В надстроенном третьем этаже разместили тюремную больницу, а на первом и втором этажах — восемь общих тюремных камер с железной решёткой от пола до потолка. Так возник первый тюремный корпус, который заключённые называли «зверинцем».

Возле Государевой башни разместились изолятор для психически больных и церковь.

В 1907—1908 годах перестроили Старую тюрьму — второй тюремный корпус, прозванный заключёнными Сахалином.

В 1911 году закончилось строительство нового, самого большого, четвёртого корпуса, и теперь в Шлиссельбурге могло одновременно содержаться около тысячи заключённых.

Так что, возвращаясь к очерку А.С.Пругавина, скажем, что не очень-то и понятно, когда это в Шлиссельбурге «двери отворяли и всех, кто, значит, только пожелает, — всех туда пущали».

Но это и не важно. Для нас существенней свидетельство А.С.Пругавина, что в начале ХХ века чудотворный образ находился в Шлиссельбурге…

Шлиссельбургский образ Казанской иконы Божией Матери находился в крепости и тогда, когда привезли в Шлиссельбург нового вечника Варфоломея Стояна (Чайкина).
После приговора суда в Казани Стоян отбывал наказание в Мариупольской тюрьме, но вскоре бежал оттуда «посредством подкопа». Считается, что он принимал участие и в революционной смуте, укрывая бунтовщиков и добывая вместе с ними преступным путём денежные средства.

После завершения смуты 1905 года Варфоломей Стоян был схвачен при подстроенном полицией фиктивном ограблении ювелирного магазина в Ярославле. Его снова судили, и теперь он был приговорён к пожизненной каторге и помещён в Шлиссельбургскую тюрьму.

7.

Столь близкое соседство Шлиссельбургского чудотворного списка Казанской иконы Божией Матери и человека, уничтожившего чудотворный Первообраз Казанской иконы, создавало столь сильное драматургическое напряжение, что оно неизбежно должно было как-то проявиться.

К сожалению, мы не так уж и много знаем, как проходило заключение Варфоломея Стояна в Шлиссельбургской крепости, хотя его и допрашивал здесь в 1912 году жандармский подполковник Михаил Васильевич Прогнаевский. Допрос этот был продиктован теми сомнениями и вопросами, которые остались после расследования преступления и суда в Казани.

Хотя все доказательства указывали, что похищенная икона сожжена, невозможно было уразуметь, как профессиональный церковный вор мог сжечь икону, прекрасно зная, что староверы (и не только староверы) заплатят ему за чудотворный образ гораздо больше, чем стоят все содранные с иконы драгоценные камни. Нет, профессиональный грабитель не мог уничтожить то, что должно было принести самые большие деньги…
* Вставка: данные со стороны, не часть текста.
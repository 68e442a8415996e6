//! DeepSeek chat client over the OpenAI-compatible `/chat/completions` API.

mod client;
mod serde_api;

pub use client::DeepSeekClient;
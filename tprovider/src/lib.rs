//! Provider abstraction and concurrent batch dispatch.
//!
//! A [`ProviderClient`] moves one chat request to a concrete backend. A
//! [`ChatModel`] wraps a client with a model name and default options and
//! implements the uniform [`ModelProvider`] contract: `call` for one prompt,
//! `generate` for many prompts fanned out through a [`BatchDispatcher`].
//!
//! ```rust
//! use tprovider::{ChatMessage, ChatRequest, ProviderConfig, ProviderId};
//!
//! let config = ProviderConfig::ollama();
//! assert_eq!(config.provider, ProviderId::Ollama);
//!
//! let request = ChatRequest::single_turn(config.resolved_model(), "hello");
//! assert_eq!(request.messages, vec![ChatMessage::user("hello")]);
//! ```

pub mod adapters;
pub mod prelude;

mod batch;
mod client;
mod config;
mod credentials;
mod error;
mod hooks;
mod model;
mod provider;
mod registry;

pub use batch::{BatchDispatcher, BatchReport};
pub use client::{ProviderClient, ProviderFuture};
pub use config::{
    DEEPSEEK_DEFAULT_ENDPOINT, DEEPSEEK_DEFAULT_MODEL, OLLAMA_DEFAULT_ENDPOINT,
    OLLAMA_DEFAULT_MODEL, ProviderConfig,
};
pub use credentials::SecretString;
pub use error::{BatchError, BatchFailure, ProviderError, ProviderErrorKind};
pub use hooks::{NoopOperationHooks, ProviderOperationHooks};
pub use model::{
    ChatMessage, ChatRequest, ChatResponse, FinishReason, ProviderId, ProviderReply, Role,
    TokenUsage,
};
pub use provider::{ChatModel, ChatModelBuilder, ModelProvider};
pub use registry::ProviderRegistry;
//! Prompt templates and linear runnable chains.
//!
//! ```rust
//! use std::sync::Arc;
//!
//! use tchain::{Chain, ModelInvoker, ParserStage, PromptFormatter, TrimParser};
//! use tprovider::{
//!     ChatModel, ChatRequest, ProviderClient, ProviderError, ProviderFuture, ProviderId,
//!     ProviderReply,
//! };
//!
//! #[derive(Debug)]
//! struct Canned;
//!
//! impl ProviderClient for Canned {
//!     fn id(&self) -> ProviderId {
//!         ProviderId::Ollama
//!     }
//!
//!     fn default_model(&self) -> &str {
//!         "canned"
//!     }
//!
//!     fn chat<'a>(
//!         &'a self,
//!         _request: ChatRequest,
//!     ) -> ProviderFuture<'a, Result<ProviderReply, ProviderError>> {
//!         Box::pin(async { Ok(ProviderReply::text("  Why did the chicken cross the road?  ")) })
//!     }
//! }
//!
//! # #[tokio::main(flavor = "current_thread")]
//! # async fn main() {
//! let chain = Chain::builder()
//!     .stage(PromptFormatter::from_template("Tell me a {adjective} joke about {content}."))
//!     .stage(ModelInvoker::new(Arc::new(ChatModel::new(Arc::new(Canned)))))
//!     .stage(ParserStage::new(TrimParser))
//!     .build();
//!
//! let joke = chain
//!     .run(r#"{"adjective":"funny","content":"chickens"}"#)
//!     .await
//!     .expect("chain should run");
//! assert_eq!(joke, "Why did the chicken cross the road?");
//! # }
//! ```

mod chain;
mod error;
mod hooks;
mod parser;
mod runnable;
mod stages;
mod template;

pub mod prelude {
    pub use crate::{
        Chain, ChainBuilder, ChainError, ChainErrorKind, ChainRuntimeHooks, ChainState, FnStage,
        ModelInput, ModelInvoker, OutputParser, ParserStage, PromptFormatter, PromptTemplate,
        Runnable, ToolInvoker,
    };
}

pub use chain::{Chain, ChainBuilder, ChainState};
pub use error::{ChainError, ChainErrorKind};
pub use hooks::{ChainRuntimeHooks, NoopChainRuntimeHooks};
pub use parser::{
    JsonFieldParser, OutputParser, ParserStage, StripReasoningParser, TrimParser,
};
pub use runnable::{FnStage, Runnable};
pub use stages::{ModelInput, ModelInvoker, PromptFormatter, ToolInvoker};
pub use template::PromptTemplate;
Об этом и расспрашивал Михаил Васильевич Прогнаевский вечника Стояна (Чайкина).

Варфоломей Стоян подробно поведал жандармскому подполковнику, как он вынул в церкви из киотов иконы Божией Матери и Спасителя и передал икону Спасителя стоявшему настороже у двери Комову, а икону Божией Матери спрятал у себя на животе под поясом. Он был в пиджаке, и было не видно, что он несёт за пазухой…
В дом Шевелягина они шли с Комовым разными путями.
На кухне Стоян выложил принесённый образ на стол и, хохотнув, объявил, что сдерёт сейчас юбки с иконы. И он содрал с иконы верхнюю матерчатую ризу с драгоценными камнями, а затем снял и золотую ризу.
Потом он расколол икону и сжёг её.
— Зачем? — спросил Прогнаевский.
— Я хотел узнать, господин начальник, действительно ли икона чудотворная, — цепко глядя на него, ответил Стоян. — Если Бог есть, Он не даст её уничтожить, а меня разорвёт в куски. А если даст, то и Бога нет. Видите, как я сумел доказать небытие Божие!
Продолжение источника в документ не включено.